Yes that lever action and silky smooth feel. And a boatload of power. I luv em.


----------



## SoCal-Rider (May 25, 2009)

I've had these brakes a month or so now and I'm in the same position [mention]jazzanova [/mention] seemed to be with his Dominions at one point. I've been fighting the wandering bite point since day 1. Seems like after every downhill I need to adjust the levers a little bit one way or the other.

I'm now on a bike trip to southern Utah and it's been brake drama almost every ride. Howling front brake on the first ride so I changed the front pads and wiped the rotor with alcohol for the next ride. Ok for a few miles then howling again. Changed the front rotor and it went away. Ok I'll chalk it up to something getting on the rotor during the drive. Not the brakes fault but still annoying.

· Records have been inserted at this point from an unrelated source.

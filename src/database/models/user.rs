use chrono::{DateTime, Utc};
use serde::{Deserialize, Deserializer, Serialize};
use sqlx::FromRow;
use uuid::Uuid;

use crate::auth::RoleSet;

/// Stored account row. Never serialized directly; see [`UserView`].
#[derive(Debug, Clone, FromRow)]
pub struct User {
    pub id: Uuid,
    pub email: String,
    pub password_hash: String,
    pub full_name: Option<String>,
    pub roles: Vec<String>,
    pub is_active: bool,
    pub program_studi_id: Option<Uuid>,
    pub created_at: DateTime<Utc>,
    pub updated_at: DateTime<Utc>,
}

impl User {
    pub fn role_set(&self) -> RoleSet {
        RoleSet::from_stored(&self.roles)
    }
}

/// Client-facing account shape without the password hash
#[derive(Debug, Clone, Serialize, Deserialize)]
pub struct UserView {
    pub id: Uuid,
    pub email: String,
    pub full_name: Option<String>,
    pub roles: RoleSet,
    pub permissions: Vec<String>,
    pub is_active: bool,
    pub program_studi_id: Option<Uuid>,
    pub created_at: DateTime<Utc>,
    pub updated_at: DateTime<Utc>,
}

impl From<User> for UserView {
    fn from(user: User) -> Self {
        let roles = user.role_set();
        let permissions = roles.permissions();
        Self {
            id: user.id,
            email: user.email,
            full_name: user.full_name,
            roles,
            permissions,
            is_active: user.is_active,
            program_studi_id: user.program_studi_id,
            created_at: user.created_at,
            updated_at: user.updated_at,
        }
    }
}

#[derive(Debug, Default, Deserialize)]
pub struct CreateUserInput {
    pub email: Option<String>,
    pub password: Option<String>,
    #[serde(alias = "fullName")]
    pub full_name: Option<String>,
    #[serde(alias = "roleIds")]
    pub roles: Option<Vec<String>>,
    #[serde(alias = "isActive")]
    pub is_active: Option<bool>,
    #[serde(alias = "programStudiId")]
    pub program_studi_id: Option<Uuid>,
}

/// Partial update; absent fields keep their stored value
#[derive(Debug, Default, Deserialize)]
pub struct UpdateUserInput {
    pub email: Option<String>,
    pub password: Option<String>,
    #[serde(alias = "fullName")]
    pub full_name: Option<String>,
    #[serde(alias = "roleIds")]
    pub roles: Option<Vec<String>>,
    #[serde(alias = "isActive")]
    pub is_active: Option<bool>,
    /// Absent keeps the binding, `null` clears it
    #[serde(default, alias = "programStudiId", deserialize_with = "present")]
    pub program_studi_id: Option<Option<Uuid>>,
}

/// Wraps any present value, `null` included, in `Some`
fn present<'de, D, T>(deserializer: D) -> Result<Option<T>, D::Error>
where
    D: Deserializer<'de>,
    T: Deserialize<'de>,
{
    T::deserialize(deserializer).map(Some)
}

#[cfg(test)]
mod tests {
    use super::*;

    #[test]
    fn view_drops_hash_and_unknown_roles() {
        let now = Utc::now();
        let user = User {
            id: Uuid::new_v4(),
            email: "dosen@example.ac.id".into(),
            password_hash: "$argon2id$secret".into(),
            full_name: None,
            roles: vec!["lecturer".into(), "ghost".into()],
            is_active: true,
            program_studi_id: None,
            created_at: now,
            updated_at: now,
        };
        let json = serde_json::to_value(UserView::from(user)).unwrap();
        assert!(json.get("password_hash").is_none());
        assert_eq!(json["roles"], serde_json::json!(["dosen"]));
        assert!(json["permissions"].as_array().map(|p| !p.is_empty()).unwrap_or(false));
    }

    #[test]
    fn accepts_camel_case_aliases() {
        let input: CreateUserInput = serde_json::from_value(serde_json::json!({
            "email": "a@b.c",
            "fullName": "A",
            "isActive": false,
            "roleIds": ["prodi"]
        }))
        .unwrap();
        assert_eq!(input.full_name.as_deref(), Some("A"));
        assert_eq!(input.is_active, Some(false));
        assert_eq!(input.roles, Some(vec!["prodi".to_string()]));
    }

    #[test]
    fn update_distinguishes_absent_and_null_program_studi() {
        let absent: UpdateUserInput = serde_json::from_value(serde_json::json!({ "full_name": "X" })).unwrap();
        assert_eq!(absent.program_studi_id, None);

        let cleared: UpdateUserInput = serde_json::from_value(serde_json::json!({ "program_studi_id": null })).unwrap();
        assert_eq!(cleared.program_studi_id, Some(None));

        let id = Uuid::new_v4();
        let set: UpdateUserInput = serde_json::from_value(serde_json::json!({ "programStudiId": id })).unwrap();
        assert_eq!(set.program_studi_id, Some(Some(id)));
    }
}
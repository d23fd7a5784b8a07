use chrono::{DateTime, Utc};
use rust_decimal::Decimal;
use serde::{Deserialize, Serialize};
use serde_json::{json, Value};
use sqlx::FromRow;
use uuid::Uuid;

/// One side of a link table
#[derive(Debug, Clone, Copy, PartialEq, Eq)]
pub struct Endpoint {
    pub table: &'static str,
    /// Foreign key column in the link table, also the JSON field name
    pub fk: &'static str,
    /// JSON key of the embedded summary object
    pub key: &'static str,
    /// JSON field carrying the id list on replace
    pub ids_field: &'static str,
    pub code_column: &'static str,
    pub name_column: &'static str,
    pub label: &'static str,
}

pub const PROFIL_LULUSAN: Endpoint = Endpoint {
    table: "profil_lulusan",
    fk: "profil_lulusan_id",
    key: "profil_lulusan",
    ids_field: "profil_lulusan_ids",
    code_column: "kode_pl",
    name_column: "nama_profil",
    label: "Profil Lulusan",
};

pub const CPL: Endpoint = Endpoint {
    table: "cpl",
    fk: "cpl_id",
    key: "cpl",
    ids_field: "cpl_ids",
    code_column: "kode_cpl",
    name_column: "deskripsi",
    label: "CPL",
};

pub const CPMK: Endpoint = Endpoint {
    table: "cpmk",
    fk: "cpmk_id",
    key: "cpmk",
    ids_field: "cpmk_ids",
    code_column: "kode_cpmk",
    name_column: "deskripsi",
    label: "CPMK",
};

pub const BAHAN_KAJIAN: Endpoint = Endpoint {
    table: "bahan_kajian",
    fk: "bahan_kajian_id",
    key: "bahan_kajian",
    ids_field: "bahan_kajian_ids",
    code_column: "kode_bk",
    name_column: "nama_bahan_kajian",
    label: "Bahan Kajian",
};

pub const MATA_KULIAH: Endpoint = Endpoint {
    table: "mata_kuliah",
    fk: "mata_kuliah_id",
    key: "mata_kuliah",
    ids_field: "mata_kuliah_ids",
    code_column: "kode_mk",
    name_column: "nama_mk",
    label: "Mata Kuliah",
};

pub const KURIKULUM: Endpoint = Endpoint {
    table: "kurikulum",
    fk: "kurikulum_id",
    key: "kurikulum",
    ids_field: "kurikulum_ids",
    code_column: "kode_kurikulum",
    name_column: "nama_kurikulum",
    label: "Kurikulum",
};

/// How Replace-Set rewrites the rows of one anchor
#[derive(Debug, Clone, Copy, PartialEq, Eq)]
pub enum ReplaceStrategy {
    /// Delete every row of the anchor, insert the whole set
    FullReplace,
    /// Delete only dropped pairs, insert only new ones; kept rows are untouched
    Differential,
}

#[derive(Debug, Clone, Copy)]
pub struct MappingTable {
    pub slug: &'static str,
    pub table: &'static str,
    pub anchor: Endpoint,
    pub related: Endpoint,
    pub strategy: ReplaceStrategy,
    /// Percentage column spread evenly (100 / n) across a replaced set
    pub weight_column: Option<&'static str>,
}

/// Compile-time selector for one link table, used to instantiate the
/// generic mapping handlers per route
pub trait MappingPair: Send + Sync + 'static {
    const TABLE: MappingTable;
}

macro_rules! mapping_pair {
    ($name:ident, $slug:literal, $table:literal, $anchor:expr, $related:expr, $strategy:expr, $weight:expr) => {
        pub struct $name;

        impl MappingPair for $name {
            const TABLE: MappingTable = MappingTable {
                slug: $slug,
                table: $table,
                anchor: $anchor,
                related: $related,
                strategy: $strategy,
                weight_column: $weight,
            };
        }
    };
}

mapping_pair!(PlCpl, "pl-cpl", "pl_cpl_mapping", PROFIL_LULUSAN, CPL, ReplaceStrategy::Differential, None);
mapping_pair!(CplCpmk, "cpl-cpmk", "cpmk_cpl_mapping", CPL, CPMK, ReplaceStrategy::FullReplace, Some("kontribusi_persen"));
mapping_pair!(CplBk, "cpl-bk", "cpl_bk_mapping", CPL, BAHAN_KAJIAN, ReplaceStrategy::FullReplace, None);
mapping_pair!(BkMk, "bk-mk", "bk_mk_mapping", BAHAN_KAJIAN, MATA_KULIAH, ReplaceStrategy::FullReplace, None);
mapping_pair!(KurikulumCpl, "kurikulum-cpl", "kurikulum_cpl_mapping", KURIKULUM, CPL, ReplaceStrategy::Differential, None);
mapping_pair!(KurikulumMk, "kurikulum-mk", "kurikulum_mk_mapping", KURIKULUM, MATA_KULIAH, ReplaceStrategy::FullReplace, None);
mapping_pair!(PlMk, "pl-mk", "pl_mk_mapping", PROFIL_LULUSAN, MATA_KULIAH, ReplaceStrategy::FullReplace, None);

/// A link row joined with the codes and names of both ends
#[derive(Debug, Clone, FromRow)]
pub struct MappingLink {
    pub id: Uuid,
    pub anchor_id: Uuid,
    pub anchor_kode: String,
    pub related_id: Uuid,
    pub related_kode: String,
    pub related_nama: Option<String>,
    pub weight: Option<Decimal>,
    pub created_at: DateTime<Utc>,
}

impl MappingLink {
    pub fn to_json(&self, table: &MappingTable) -> Value {
        let mut out = json!({
            "id": self.id,
            table.anchor.fk: self.anchor_id,
            table.related.fk: self.related_id,
            table.anchor.key: { "id": self.anchor_id, "kode": self.anchor_kode },
            table.related.key: {
                "id": self.related_id,
                "kode": self.related_kode,
                "nama": self.related_nama,
            },
            "created_at": self.created_at,
        });
        if let (Some(column), Some(weight)) = (table.weight_column, self.weight) {
            out[column] = json!(weight);
        }
        out
    }
}

/// Introduced / Reinforced / Mastered / Assessed
#[derive(Debug, Clone, Copy, PartialEq, Eq, Serialize, Deserialize, sqlx::Type)]
#[sqlx(type_name = "cpl_mk_status")]
pub enum CplMkStatus {
    I,
    R,
    M,
    A,
}

impl CplMkStatus {
    pub fn parse(value: &str) -> Option<Self> {
        match value.trim().to_ascii_uppercase().as_str() {
            "I" => Some(CplMkStatus::I),
            "R" => Some(CplMkStatus::R),
            "M" => Some(CplMkStatus::M),
            "A" => Some(CplMkStatus::A),
            _ => None,
        }
    }
}

#[derive(Debug, Clone, Serialize, Deserialize, FromRow)]
pub struct CplMkMapping {
    pub id: Uuid,
    pub cpl_id: Uuid,
    pub mata_kuliah_id: Uuid,
    pub status: CplMkStatus,
    pub semester_target: Option<i32>,
    pub bobot_status: Decimal,
    pub kode_cpl: String,
    pub kode_mk: String,
    pub nama_mk: String,
    pub created_at: DateTime<Utc>,
    pub updated_at: DateTime<Utc>,
}

#[cfg(test)]
mod tests {
    use super::*;

    #[test]
    fn pair_descriptors() {
        assert_eq!(PlCpl::TABLE.strategy, ReplaceStrategy::Differential);
        assert_eq!(KurikulumCpl::TABLE.strategy, ReplaceStrategy::Differential);
        assert_eq!(CplCpmk::TABLE.table, "cpmk_cpl_mapping");
        assert_eq!(CplCpmk::TABLE.weight_column, Some("kontribusi_persen"));
        assert_eq!(BkMk::TABLE.related.ids_field, "mata_kuliah_ids");
    }

    #[test]
    fn link_json_uses_column_names() {
        let link = MappingLink {
            id: Uuid::new_v4(),
            anchor_id: Uuid::new_v4(),
            anchor_kode: "CPL-01".into(),
            related_id: Uuid::new_v4(),
            related_kode: "CPMK-011".into(),
            related_nama: Some("Mampu menjelaskan".into()),
            weight: Some(Decimal::new(5000, 2)),
            created_at: Utc::now(),
        };
        let out = link.to_json(&CplCpmk::TABLE);
        assert_eq!(out["cpl_id"], json!(link.anchor_id));
        assert_eq!(out["cpmk"]["kode"], "CPMK-011");
        assert!(out.get("kontribusi_persen").is_some());

        let out = link.to_json(&PlMk::TABLE);
        assert!(out.get("kontribusi_persen").is_none());
    }

    #[test]
    fn status_parsing() {
        assert_eq!(CplMkStatus::parse("m"), Some(CplMkStatus::M));
        assert_eq!(CplMkStatus::parse("X"), None);
    }
}
pub mod entity;
pub mod manager;
pub mod models;
pub mod query_builder;
pub mod repository;

pub use entity::{Dependent, TenantEntity, TenantSource};
pub use manager::{ConstraintViolation, DatabaseError, DatabaseManager};
pub use repository::{ListParams, Repository};
use argon2::{
    password_hash::{PasswordHash, PasswordHasher, PasswordVerifier, SaltString},
    Argon2,
};
use rand::rngs::OsRng;

#[derive(Debug, thiserror::Error)]
pub enum PasswordError {
    #[error("Failed to hash password: {0}")]
    Hash(String),
    #[error("Stored password hash is malformed")]
    MalformedHash,
}

/// Hash password using Argon2
pub fn hash_password(password: &str) -> Result<String, PasswordError> {
    let salt = SaltString::generate(&mut OsRng);

    Argon2::default()
        .hash_password(password.as_bytes(), &salt)
        .map(|hash| hash.to_string())
        .map_err(|e| PasswordError::Hash(e.to_string()))
}

/// Verify password against a stored PHC hash string
pub fn verify_password(password: &str, hash: &str) -> Result<bool, PasswordError> {
    let parsed_hash = PasswordHash::new(hash).map_err(|_| PasswordError::MalformedHash)?;

    Ok(Argon2::default()
        .verify_password(password.as_bytes(), &parsed_hash)
        .is_ok())
}
//! Field-level input checks shared by the entity payloads.
//!
//! Inputs arrive as loosely typed drafts (every field optional) and are
//! turned into concrete payloads only when every check passes, so a single
//! request reports all of its field problems at once.

use rust_decimal::Decimal;
use std::collections::BTreeMap;

/// Column widths from the migrations
pub const CODE_LEN: usize = 64;
pub const NAME_LEN: usize = 255;
pub const SHORT_LEN: usize = 32;
pub const JENJANG_LEN: usize = 16;

#[derive(Debug, Default, Clone, PartialEq)]
pub struct FieldErrors(BTreeMap<String, String>);

impl FieldErrors {
    pub fn new() -> Self {
        Self::default()
    }

    /// Record a problem; the first message for a field wins
    pub fn add(&mut self, field: impl Into<String>, message: impl Into<String>) {
        self.0.entry(field.into()).or_insert_with(|| message.into());
    }

    pub fn is_empty(&self) -> bool {
        self.0.is_empty()
    }

    pub fn get(&self, field: &str) -> Option<&str> {
        self.0.get(field).map(String::as_str)
    }

    pub fn into_inner(self) -> BTreeMap<String, String> {
        self.0
    }

    pub fn into_result(self) -> Result<(), FieldErrors> {
        if self.is_empty() {
            Ok(())
        } else {
            Err(self)
        }
    }

    /// Required, non-blank text. Returned trimmed.
    pub fn required_text(&mut self, field: &str, label: &str, value: Option<String>) -> Option<String> {
        match value.map(|v| v.trim().to_string()) {
            Some(v) if !v.is_empty() => Some(v),
            _ => {
                self.add(field, format!("{} is required", label));
                None
            }
        }
    }

    /// `required_text` plus the column's VARCHAR limit, counted in characters
    pub fn bounded_text(&mut self, field: &str, label: &str, value: Option<String>, max: usize) -> Option<String> {
        let value = self.required_text(field, label, value)?;
        if self.max_len(field, label, &value, max) {
            Some(value)
        } else {
            None
        }
    }

    /// False (and an error recorded) when `value` is longer than `max`
    pub fn max_len(&mut self, field: &str, label: &str, value: &str, max: usize) -> bool {
        if value.chars().count() > max {
            self.add(field, format!("{} must be at most {} characters", label, max));
            return false;
        }
        true
    }

    pub fn required<T>(&mut self, field: &str, label: &str, value: Option<T>) -> Option<T> {
        if value.is_none() {
            self.add(field, format!("{} is required", label));
        }
        value
    }

    pub fn int_range(&mut self, field: &str, label: &str, value: i32, min: i32, max: Option<i32>) {
        if value < min {
            self.add(field, format!("{} must be at least {}", label, min));
        } else if let Some(max) = max {
            if value > max {
                self.add(field, format!("{} must be at most {}", label, max));
            }
        }
    }

    pub fn decimal_range(&mut self, field: &str, label: &str, value: Decimal, min: Decimal, max: Decimal) {
        if value < min || value > max {
            self.add(field, format!("{} must be between {} and {}", label, min, max));
        }
    }

    pub fn one_of(&mut self, field: &str, label: &str, value: &str, allowed: &[&str]) {
        if !allowed.contains(&value) {
            self.add(field, format!("{} must be one of: {}", label, allowed.join(", ")));
        }
    }
}

/// Blank optional text collapses to None
pub fn optional_text(value: Option<String>) -> Option<String> {
    value.map(|v| v.trim().to_string()).filter(|v| !v.is_empty())
}
use async_trait::async_trait;
use chrono::{DateTime, Utc};
use serde::{Deserialize, Serialize};
use sqlx::{FromRow, PgConnection};
use uuid::Uuid;

use crate::database::entity::{Dependent, TenantEntity, TenantSource};
use crate::validation::{optional_text, FieldErrors, CODE_LEN, NAME_LEN};

/// Graduate profile
#[derive(Debug, Clone, Serialize, Deserialize, FromRow)]
pub struct ProfilLulusan {
    pub id: Uuid,
    pub kode_pl: String,
    pub nama_profil: String,
    pub deskripsi: Option<String>,
    pub profesi: Vec<String>,
    pub program_studi_id: Uuid,
    pub created_at: DateTime<Utc>,
    pub updated_at: DateTime<Utc>,
}

#[derive(Debug, Default, Deserialize)]
pub struct ProfilLulusanInput {
    pub kode_pl: Option<String>,
    pub nama_profil: Option<String>,
    pub deskripsi: Option<String>,
    pub profesi: Option<Vec<String>>,
    #[serde(alias = "programStudiId")]
    pub program_studi_id: Option<Uuid>,
}

#[derive(Debug, Clone)]
pub struct ProfilLulusanPayload {
    pub kode_pl: String,
    pub nama_profil: String,
    pub deskripsi: Option<String>,
    pub profesi: Vec<String>,
    pub program_studi_id: Option<Uuid>,
}

#[async_trait]
impl TenantEntity for ProfilLulusan {
    const TABLE: &'static str = "profil_lulusan";
    const LABEL: &'static str = "Profil Lulusan";
    const CODE_COLUMN: &'static str = "kode_pl";
    const CODE_LABEL: &'static str = "Kode PL";
    const ORDER_BY: &'static str = "kode_pl ASC";
    const SEARCH_COLUMNS: &'static [&'static str] = &["kode_pl", "nama_profil", "deskripsi"];
    const DEPENDENTS: &'static [Dependent] = &[
        Dependent::new("pl_cpl_mapping", "profil_lulusan_id", "CPL mappings"),
        Dependent::new("pl_mk_mapping", "profil_lulusan_id", "Mata Kuliah mappings"),
    ];

    type Input = ProfilLulusanInput;
    type Payload = ProfilLulusanPayload;

    fn id(&self) -> Uuid {
        self.id
    }

    fn program_studi_id(&self) -> Uuid {
        self.program_studi_id
    }

    fn validate(input: ProfilLulusanInput) -> Result<ProfilLulusanPayload, FieldErrors> {
        let mut errors = FieldErrors::new();
        let kode_pl = errors.bounded_text("kode_pl", "Kode PL", input.kode_pl, CODE_LEN);
        let nama_profil = errors.bounded_text("nama_profil", "Nama profil", input.nama_profil, NAME_LEN);

        let (Some(kode_pl), Some(nama_profil)) = (kode_pl, nama_profil) else {
            return Err(errors);
        };

        let profesi = input
            .profesi
            .unwrap_or_default()
            .into_iter()
            .map(|p| p.trim().to_string())
            .filter(|p| !p.is_empty())
            .collect();

        Ok(ProfilLulusanPayload {
            kode_pl,
            nama_profil,
            deskripsi: optional_text(input.deskripsi),
            profesi,
            program_studi_id: input.program_studi_id,
        })
    }

    fn code(payload: &ProfilLulusanPayload) -> &str {
        &payload.kode_pl
    }

    fn tenant_source(payload: &ProfilLulusanPayload) -> TenantSource {
        TenantSource::Requested(payload.program_studi_id)
    }

    async fn insert(conn: &mut PgConnection, tenant: Uuid, p: &ProfilLulusanPayload) -> Result<Self, sqlx::Error> {
        sqlx::query_as::<_, ProfilLulusan>(
            r#"
            INSERT INTO profil_lulusan (kode_pl, nama_profil, deskripsi, profesi, program_studi_id)
            VALUES ($1, $2, $3, $4, $5)
            RETURNING *
            "#,
        )
        .bind(&p.kode_pl)
        .bind(&p.nama_profil)
        .bind(&p.deskripsi)
        .bind(&p.profesi)
        .bind(tenant)
        .fetch_one(conn)
        .await
    }

    async fn update(
        conn: &mut PgConnection,
        id: Uuid,
        tenant: Uuid,
        p: &ProfilLulusanPayload,
    ) -> Result<Self, sqlx::Error> {
        sqlx::query_as::<_, ProfilLulusan>(
            r#"
            UPDATE profil_lulusan
            SET kode_pl = $2, nama_profil = $3, deskripsi = $4, profesi = $5,
                program_studi_id = $6, updated_at = NOW()
            WHERE id = $1
            RETURNING *
            "#,
        )
        .bind(id)
        .bind(&p.kode_pl)
        .bind(&p.nama_profil)
        .bind(&p.deskripsi)
        .bind(&p.profesi)
        .bind(tenant)
        .fetch_one(conn)
        .await
    }
}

Next day's ride and get caught in a downpour on the drive to the TH. During the ride the levers start squeaking loudly with every pull. Lubed them up back at the truck and squeak is gone. Again not really a fault with the brakes, but nobody else's Shimanos squeaked.

Finally had a relatively drama free last ride but still had to adjust the levers a bit. Rear brake is maxed out on + adjustment at this point. I really don't feel like bleeding them in the campground, so I'm hoping it stabilizes.

Before the trip I did the piston reset multiple times to lube the seals/pistons. Bled the rear again and got quite a few bubbles out. Fronts seemed ok, so didn't bleed them. After this on the stand and a quick parking lot test, the brakes felt great. No mushy lever. Bite point perfect. I was optimistic I was all set for the trip.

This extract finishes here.